EXCERPTED DATA:

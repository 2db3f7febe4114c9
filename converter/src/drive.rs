//! Publishing rendered pages.

use anyhow::Error;
use async_trait::async_trait;
use clap::Args;
use std::path::PathBuf;
use std::sync::Arc;
use surf::Url;

mod google;
mod local;
#[cfg(any(test, feature = "testing"))]
mod memory;

pub use google::{GoogleDrive, ServiceAccount};
pub use local::LocalDrive;
#[cfg(any(test, feature = "testing"))]
pub use memory::{MemoryDrive, Upload};

/// A file store which can publish images.
#[async_trait]
pub trait Drive: Send + Sync {
    /// Store the PNG image `png` under the file name `name`.
    ///
    /// Returns a link where anyone can read the stored image.
    async fn upload(&self, name: &str, png: Vec<u8>) -> Result<String, Error>;
}

/// Options selecting and configuring the file store.
///
/// Images are stored in Google Drive unless a local directory is configured.
#[derive(Clone, Debug, Args)]
pub struct Options {
    /// JSON credentials of the Google service account used to upload images.
    #[clap(long, env = "SERVICE_ACCOUNT_INFO", hide_env_values = true)]
    pub service_account_info: Option<String>,

    /// ID of the Google Drive folder (shared with the service account) to upload images to.
    #[clap(long, env = "GDRIVE_FOLDER_ID")]
    pub gdrive_folder_id: Option<String>,

    /// Base URL of the Google Drive API.
    #[clap(
        long,
        env = "GDRIVE_API_URL",
        default_value = "https://www.googleapis.com/"
    )]
    pub gdrive_api_url: Url,

    /// Store images in DIR on the local file system instead of Google Drive.
    #[clap(long, env = "LOCAL_DRIVE_DIR", value_name = "DIR")]
    pub local_drive_dir: Option<PathBuf>,

    /// Public URL under which the contents of the local drive directory are served.
    #[clap(
        long,
        env = "LOCAL_DRIVE_URL",
        default_value = "http://localhost:8000/files/"
    )]
    pub local_drive_url: Url,
}

impl Options {
    /// Connect to the configured file store.
    pub fn connect(&self) -> Result<Arc<dyn Drive>, Error> {
        if let Some(dir) = &self.local_drive_dir {
            tracing::info!("storing images in {}", dir.display());
            return Ok(Arc::new(LocalDrive::open(
                dir.clone(),
                self.local_drive_url.clone(),
            )?));
        }

        let info = self.service_account_info.as_deref().ok_or_else(|| {
            Error::msg("service account info not found in environment variables")
        })?;
        if self.gdrive_folder_id.is_none() {
            tracing::warn!("no Google Drive folder configured, uploading to the service account's root");
        }
        Ok(Arc::new(GoogleDrive::new(
            info,
            self.gdrive_folder_id.clone(),
            self.gdrive_api_url.clone(),
        )?))
    }
}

EXERCISE PROMPT: Only lines holding the word "Args" are wanted here; copy each from the listing.

YOUR RESPONSE:
use clap::Args;
#[derive(Clone, Debug, Args)]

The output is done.